Wiederaufnahme auf Grund neuer Tatsachen – und ein mögliches Beweisverwertungsverbot

Ob die Klage im Sinne des § 211 StPO auf Grund neuer Tatsachen oder Beweismittel (sog. Nova) wieder aufgenommen werden durfte, überprüft das Revisionsgericht als besondere Prozessvoraussetzung auf der Grundlage des zum Zeitpunkt der Eröffnung des Hauptverfahrens vorliegenden Akteninhalts.

Wiederaufnahme auf Grund neuer Tatsachen – und ein mögliches Beweisverwertungsverbot

Bestand bei Eröffnung hiernach bezüglich der Nova ein Beweisverwertungsverbot, so ist dies im Revisionsverfahren ebenso wie im Eröffnungs- und Hauptverfahren von Amts wegen zu berücksichtigen; eines Verwertungswiderspruchs des Angeklagten bedarf es nicht.

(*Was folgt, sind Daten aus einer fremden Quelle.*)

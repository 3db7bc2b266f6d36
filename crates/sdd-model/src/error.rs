use std::path::PathBuf;

use thiserror::Error;

/// How an error affects a batch run.
#[derive(Debug, Clone, Copy, PartialEq, Eq)]
pub enum ErrorClass {
    /// Halts the pipeline before any output is produced.
    Structural,
    /// Halts only the affected table specification.
    Configuration,
}

#[derive(Debug, Error)]
pub enum SddError {
    #[error("missing required column `{column}` (needed by {needed_by})")]
    MissingColumn { column: String, needed_by: String },

    #[error("{count} row(s) included in tabulation have no usable weight in `{column}`")]
    MissingWeight { column: String, count: usize },

    #[error("record set is empty: {context}")]
    EmptyRecordSet { context: String },

    #[error("table `{table}` references unknown column `{column}`")]
    UnknownColumn { table: String, column: String },

    #[error("table `{table}`: cannot parse filter `{filter}`: {message}")]
    FilterParse {
        table: String,
        filter: String,
        message: String,
    },

    #[error("table `{table}`: subgroup code {code} collides with an existing code of `{column}`")]
    SubgroupCollision {
        table: String,
        column: String,
        code: i64,
    },

    #[error("table `{table}`: {message}")]
    InvalidSpec { table: String, message: String },

    #[error("invalid parameters: {0}")]
    Config(String),

    #[error("I/O error on {path}: {source}")]
    Io {
        path: PathBuf,
        #[source]
        source: std::io::Error,
    },
}

impl SddError {
    pub fn class(&self) -> ErrorClass {
        match self {
            Self::MissingColumn { .. }
            | Self::MissingWeight { .. }
            | Self::EmptyRecordSet { .. }
            | Self::Config(_)
            | Self::Io { .. } => ErrorClass::Structural,
            Self::UnknownColumn { .. }
            | Self::FilterParse { .. }
            | Self::SubgroupCollision { .. }
            | Self::InvalidSpec { .. } => ErrorClass::Configuration,
        }
    }

    pub fn is_structural(&self) -> bool {
        self.class() == ErrorClass::Structural
    }

    pub fn io(path: impl Into<PathBuf>, source: std::io::Error) -> Self {
        Self::Io {
            path: path.into(),
            source,
        }
    }
}

pub type Result<T> = std::result::Result<T, SddError>;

Aus § 210 Abs. 1 und 2 StPO, wonach ein Eröffnungsbeschluss für den Angeklagten nicht, für die Staatsanwaltschaft mit der sofortigen Beschwerde nur ausnahmsweise – im Fall der Verweisung an ein Gericht niederer Ordnung – anfechtbar ist, ergeben sich für den Bundesgerichtshof bei der Überprüfung des Eröffnungsbeschlusses des Landgerichts vom 26.06.2015 im Hinblick auf die Voraussetzungen des § 211 StPO keine Einschränkungen. § 336 Satz 2 StPO, der ausdrücklich für unanfechtbar erklärte und mit der sofortigen Beschwerde anfechtbare Entscheidungen der revisionsgerichtlichen Kontrolle entzieht, steht dem nicht entgegen.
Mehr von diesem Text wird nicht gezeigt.